Saturday, March 30, 2024

In the Land of Saints and Sinners Review

I've compared Liam Neeson's filmography since his breakout role in 2008's "Taken" to that of the late Charles Bronson, and with "In the Land of Saints and Sinners," he does his take on Bronson's "The Mechanic," only it plays out more like a slow-burning dramatic thriller than a nasty action picture.

Liam stars as Finbar Murphy, which is a hilarious name that only becomes more funny with how serious characters yell it at each other. He's, get this, an aging assassin who we see take his final gig under the employment of Robert (Colm Meaney). Why's that? I dunno, I suppose he's tired of the emotional toll, that or he's got his eye on the neighbor Rita (Niamh Cusack), who doesn't know how me makes his money. He frequents a little pub where another one of his neighbors bartends (Sinéad, played by Sarah Greene), and one day he notices her daughter's got a nasty bruise on her neck.
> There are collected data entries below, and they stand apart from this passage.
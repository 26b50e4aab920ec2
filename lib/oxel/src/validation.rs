//! Checks that the saturation graph only refers to live index nodes.
//!
//! After incremental changes every handle reachable from the contexts, their links and the
//! rule chains of the index must still resolve in the index.

use crate::error::ReasonerError;
use crate::indexing::{
    ChainId, ClassId, DisjointnessId, IndexedClassExpression, IndexedPropertyChain,
    OntologyIndex, SubsumerRule,
};
use crate::state::SaturationState;
use std::fmt;

pub(crate) fn validate(
    index: &OntologyIndex,
    state: &SaturationState,
) -> Result<(), ReasonerError> {
    let validator = Validator { index };
    validator.validate_index()?;
    for context in state.contexts() {
        let root = context.root();
        let owner = Owner::Context(root);
        validator.class(owner, root)?;
        if !context.is_saturated() {
            return Err(ReasonerError::invariant(format!(
                "the context of {root:?} is not saturated"
            )));
        }
        let premises = context.premises();
        for subsumer in premises.subsumers().chain(premises.decomposed.iter().copied()) {
            validator.class(owner, subsumer)?;
        }
        for (relation, sub_context) in &premises.sub_contexts {
            validator.chain(owner, *relation)?;
            for id in sub_context
                .linked_roots
                .iter()
                .chain(&sub_context.propagations)
            {
                validator.class(owner, *id)?;
            }
        }
        for (chain, target) in premises.forward_links() {
            validator.chain(owner, chain)?;
            validator.class(owner, target)?;
        }
        for (axiom, members) in &premises.disjoint_subsumers {
            validator.disjointness(owner, *axiom)?;
            for member in members {
                validator.class(owner, *member)?;
            }
        }
    }
    Ok(())
}

/// Where a handle has been found.
#[derive(Clone, Copy)]
enum Owner {
    Context(ClassId),
    Class(ClassId),
    Chain(ChainId),
    Disjointness(DisjointnessId),
}

impl fmt::Display for Owner {
    fn fmt(&self, f: &mut fmt::Formatter<'_>) -> fmt::Result {
        match self {
            Self::Context(id) => write!(f, "the context of {}", id.raw()),
            Self::Class(id) => write!(f, "the class expression {}", id.raw()),
            Self::Chain(id) => write!(f, "the property chain {}", id.raw()),
            Self::Disjointness(id) => write!(f, "the disjointness axiom {}", id.raw()),
        }
    }
}

struct Validator<'a> {
    index: &'a OntologyIndex,
}

impl Validator<'_> {
    fn validate_index(&self) -> Result<(), ReasonerError> {
        let cache = self.index.cache();
        for (id, expression) in cache.classes() {
            let owner = Owner::Class(id);
            match expression {
                IndexedClassExpression::ObjectIntersectionOf(first, second)
                | IndexedClassExpression::ObjectUnionOf(first, second) => {
                    self.class(owner, *first)?;
                    self.class(owner, *second)?;
                }
                IndexedClassExpression::ObjectSomeValuesFrom { property, filler } => {
                    self.chain(owner, *property)?;
                    self.class(owner, *filler)?;
                }
                IndexedClassExpression::ObjectComplementOf(operand) => {
                    self.class(owner, *operand)?;
                }
                IndexedClassExpression::Class(_)
                | IndexedClassExpression::Individual(_)
                | IndexedClassExpression::DataHasValue { .. } => (),
            }
            for rule in cache.subsumer_rules(id).into_iter().flatten() {
                match *rule {
                    SubsumerRule::ToldSuperClass(other)
                    | SubsumerRule::DisjunctionComposition(other)
                    | SubsumerRule::PropagationFromFiller(other)
                    | SubsumerRule::ContradictionFromNegation(other) => {
                        self.class(owner, other)?;
                    }
                    SubsumerRule::ConjunctionComposition { other, conjunction } => {
                        self.class(owner, other)?;
                        self.class(owner, conjunction)?;
                    }
                    SubsumerRule::DisjointnessMembership(axiom) => {
                        self.disjointness(owner, axiom)?;
                    }
                    SubsumerRule::ContradictionFromOwlNothing => (),
                }
            }
        }
        for (id, chain) in cache.chains() {
            let owner = Owner::Chain(id);
            if let IndexedPropertyChain::BinaryPropertyChain { first, suffix } = chain {
                self.chain(owner, *first)?;
                self.chain(owner, *suffix)?;
            }
            if let Some(node) = cache.chain_node(id) {
                for sup in &node.told_supers {
                    self.chain(owner, *sup)?;
                }
            }
        }
        for (id, members, _) in cache.disjointness.iter() {
            let owner = Owner::Disjointness(DisjointnessId::new(id));
            for member in members {
                self.class(owner, *member)?;
            }
        }
        Ok(())
    }

    fn class(&self, owner: Owner, id: ClassId) -> Result<(), ReasonerError> {
        if self.index.class_expression(id).is_some() {
            Ok(())
        } else {
            Err(dangling(owner, format!("{id:?}")))
        }
    }

    fn chain(&self, owner: Owner, id: ChainId) -> Result<(), ReasonerError> {
        if self.index.cache().property_chain(id).is_some() {
            Ok(())
        } else {
            Err(dangling(owner, format!("{id:?}")))
        }
    }

    fn disjointness(&self, owner: Owner, id: DisjointnessId) -> Result<(), ReasonerError> {
        if self.index.cache().disjoint_members(id).is_some() {
            Ok(())
        } else {
            Err(dangling(owner, format!("{id:?}")))
        }
    }
}

fn dangling(owner: Owner, target: String) -> ReasonerError {
    ReasonerError::invariant(format!("{owner} refers to {target} which is not indexed"))
}

#[cfg(test)]
mod tests {
    use super::*;
    use crate::cancellation::CancellationToken;
    use crate::engine::RuleApplicationEngine;
    use crate::model::{Axiom, ClassExpression, ObjectProperty, OwlClass};
    use crate::properties::PropertyHierarchy;
    use crate::rules::{RuleApplicationMode, RuleApplicator};
    use oxrdf::NamedNode;

    fn class(name: &str) -> ClassExpression {
        ClassExpression::class(OwlClass::new(NamedNode::new_unchecked(format!(
            "http://example.com/{name}"
        ))))
    }

    fn saturated(index: &OntologyIndex) -> Result<SaturationState, ReasonerError> {
        let properties = PropertyHierarchy::new(index.cache());
        let state = SaturationState::new();
        let token = CancellationToken::new();
        let engine = RuleApplicationEngine::new(
            RuleApplicator::new(index, &properties, RuleApplicationMode::default()),
            &state,
            &token,
        );
        for (id, _) in index.named_classes() {
            engine.submit(id);
        }
        engine.saturate(1)?;
        Ok(state)
    }

    fn index() -> Result<OntologyIndex, ReasonerError> {
        let r = ObjectProperty::new(NamedNode::new_unchecked("http://example.com/r"));
        let mut index = OntologyIndex::new();
        index.index_axiom(&Axiom::sub_class_of(
            class("A"),
            ClassExpression::some_values_from(r.clone(), class("B")),
        ))?;
        index.index_axiom(&Axiom::sub_class_of(
            ClassExpression::some_values_from(r, class("B")),
            ClassExpression::intersection([class("C"), class("D")]),
        ))?;
        index.index_axiom(&Axiom::DisjointClasses(vec![class("C"), class("E")]))?;
        Ok(index)
    }

    #[test]
    fn test_saturated_graph_is_valid() -> Result<(), ReasonerError> {
        let index = index()?;
        let state = saturated(&index)?;
        validate(&index, &state)
    }

    #[test]
    fn test_unindexed_subsumer_is_detected() -> Result<(), ReasonerError> {
        let mut index = index()?;
        let state = saturated(&index)?;
        index.unindex_axiom(&Axiom::DisjointClasses(vec![class("C"), class("E")]))?;
        assert!(matches!(
            validate(&index, &state),
            Err(ReasonerError::InvariantViolation(_))
        ));
        Ok(())
    }

    #[test]
    fn test_pending_context_is_detected() {
        let index = OntologyIndex::new();
        let state = SaturationState::new();
        state.get_or_create(ClassId::THING);
        assert!(matches!(
            validate(&index, &state),
            Err(ReasonerError::InvariantViolation(_))
        ));
    }
}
This, of course, pisses him off and, well, it's like he never retired.

He kills the man responsible, Sinéad's brother-in-law (Desamond Eastwood), and that really sets off his sister Doireann (Kerry Condon), who, alongside her two friends, as terrorist who have no firm compunction about killing a group of children in a bombing at the start of the film. (She cares enough to try and warn the kids, but not enough to stop the explosion. She's a woman of violent precision.) 

Murphy works alongside his former coworker Kevin, played excellently by Jack Gleeson, a younger assassin also employed by Robert. When he finds out who he just killed and what she's willing to to, including but not limited to properly damage and abuse towards women, the two try and figure out how to take her and her friends out without breaking the relative peace of the small Irish town. He's weary and tired of the killing, where as Kevin almost gets excited, at one point calling it "getting paid to do what he likes." Their dynamic lacks the homoerotic undertones of director Michael Winner's far more exploitative "The Mechanic," but the whole "veteran and newbie" relationship is otherwise much the same. Murphy is hardened, almost bored of the fight, where as Kevin lusts over the bloodshed, finding humor in every bullet he fires.
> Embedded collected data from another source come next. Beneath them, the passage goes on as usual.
//! The reasoner facade: axiom loading, classification and queries.

use crate::cancellation::CancellationToken;
use crate::conclusion::{Conclusion, Inference};
use crate::context::Context;
use crate::engine::RuleApplicationEngine;
use crate::error::ReasonerError;
use crate::incremental::IncrementalMaintenance;
use crate::indexing::{ClassId, IndexedClassExpression, OntologyIndex};
use crate::model::{Axiom, Individual, OwlClass};
use crate::properties::PropertyHierarchy;
use crate::rules::{RuleApplicationMode, RuleApplicator};
use crate::state::SaturationState;
use crate::statistics::{SaturationObserver, SaturationStatistics, WorkerStatistics};
use crate::trace::TraceState;
use crate::validation::validate;
use rustc_hash::{FxHashMap, FxHashSet};
use std::fmt;
use std::num::NonZeroUsize;
use std::sync::Arc;
use std::thread::available_parallelism;
use std::time::Duration;
use tracing::{debug, warn};

/// Configuration of the [`Reasoner`].
///
/// ```
/// use oxel::{ReasonerConfig, RuleApplicationMode};
///
/// let config = ReasonerConfig::default()
///     .with_workers(2)
///     .with_rule_application(RuleApplicationMode::All);
/// assert_eq!(config.workers, 2);
/// ```
#[derive(Clone)]
pub struct ReasonerConfig {
    /// Number of saturation workers, 1 runs the saturation on the calling thread.
    pub workers: usize,
    pub rule_application: RuleApplicationMode,
    /// Receives the progress events of the saturation.
    pub observer: Option<Arc<dyn SaturationObserver>>,
}

impl Default for ReasonerConfig {
    fn default() -> Self {
        Self {
            workers: available_parallelism().map_or(1, NonZeroUsize::get),
            rule_application: RuleApplicationMode::default(),
            observer: None,
        }
    }
}

impl ReasonerConfig {
    /// Sets the number of workers, at least one is used.
    #[must_use]
    pub fn with_workers(mut self, workers: usize) -> Self {
        self.workers = workers.max(1);
        self
    }

    /// Runs the saturation on the calling thread only.
    #[must_use]
    pub fn sequential(self) -> Self {
        self.with_workers(1)
    }

    #[must_use]
    pub fn with_rule_application(mut self, mode: RuleApplicationMode) -> Self {
        self.rule_application = mode;
        self
    }

    #[must_use]
    pub fn with_observer(mut self, observer: Arc<dyn SaturationObserver>) -> Self {
        self.observer = Some(observer);
        self
    }
}

impl fmt::Debug for ReasonerConfig {
    fn fmt(&self, f: &mut fmt::Formatter<'_>) -> fmt::Result {
        f.debug_struct("ReasonerConfig")
            .field("workers", &self.workers)
            .field("rule_application", &self.rule_application)
            .field("observer", &self.observer.is_some())
            .finish()
    }
}

/// An EL reasoner.
///
/// Axioms are indexed as soon as they are added or removed. The saturation is updated
/// incrementally by [`classify`](Self::classify), which the queries call when needed.
///
/// ```
/// use oxel::{Axiom, OwlClass, Reasoner};
/// use oxrdf::NamedNode;
///
/// let a = OwlClass::new(NamedNode::new("http://example.com/A")?);
/// let b = OwlClass::new(NamedNode::new("http://example.com/B")?);
/// let c = OwlClass::new(NamedNode::new("http://example.com/C")?);
///
/// let mut reasoner = Reasoner::new();
/// reasoner.add_axiom(Axiom::sub_class_of(a.clone().into(), b.clone().into()))?;
/// reasoner.add_axiom(Axiom::sub_class_of(b.clone().into(), c.clone().into()))?;
/// assert!(reasoner.super_classes(&a, false)?.contains(&c));
/// assert_eq!(reasoner.super_classes(&a, true)?, [b]);
/// # Result::<_, Box<dyn std::error::Error>>::Ok(())
/// ```
pub struct Reasoner {
    config: ReasonerConfig,
    index: OntologyIndex,
    properties: PropertyHierarchy,
    properties_version: Option<u64>,
    state: SaturationState,
    trace: TraceState,
    /// Multiset of the loaded axioms
    axioms: FxHashMap<Axiom, usize>,
    skipped: usize,
    classified: bool,
    consistent: bool,
    statistics: SaturationStatistics,
    token: CancellationToken,
}

impl Default for Reasoner {
    fn default() -> Self {
        Self::new()
    }
}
Then there's Doireann, who's unhinged and played coldly. She's soon works her way through the village loudly and with purpose: the intent to cause destruction and pain. The three main players are really interesting to watch, even if their motivations are old cloth. Liam in particular seems to be one script away from finding his "Gran Torino" character, with how limited his hand-to-hand blows are compared to the aim of his trusty shotgun.

Director Robert Lorenz, who also helmed Neeson in 2021's "The Marksman," is equally restraint as he was in that movie, but the actors and implications (not to mention the move from PG-13 to a hard-R rating) left we wanting a bit more actual blood in the bloodshed.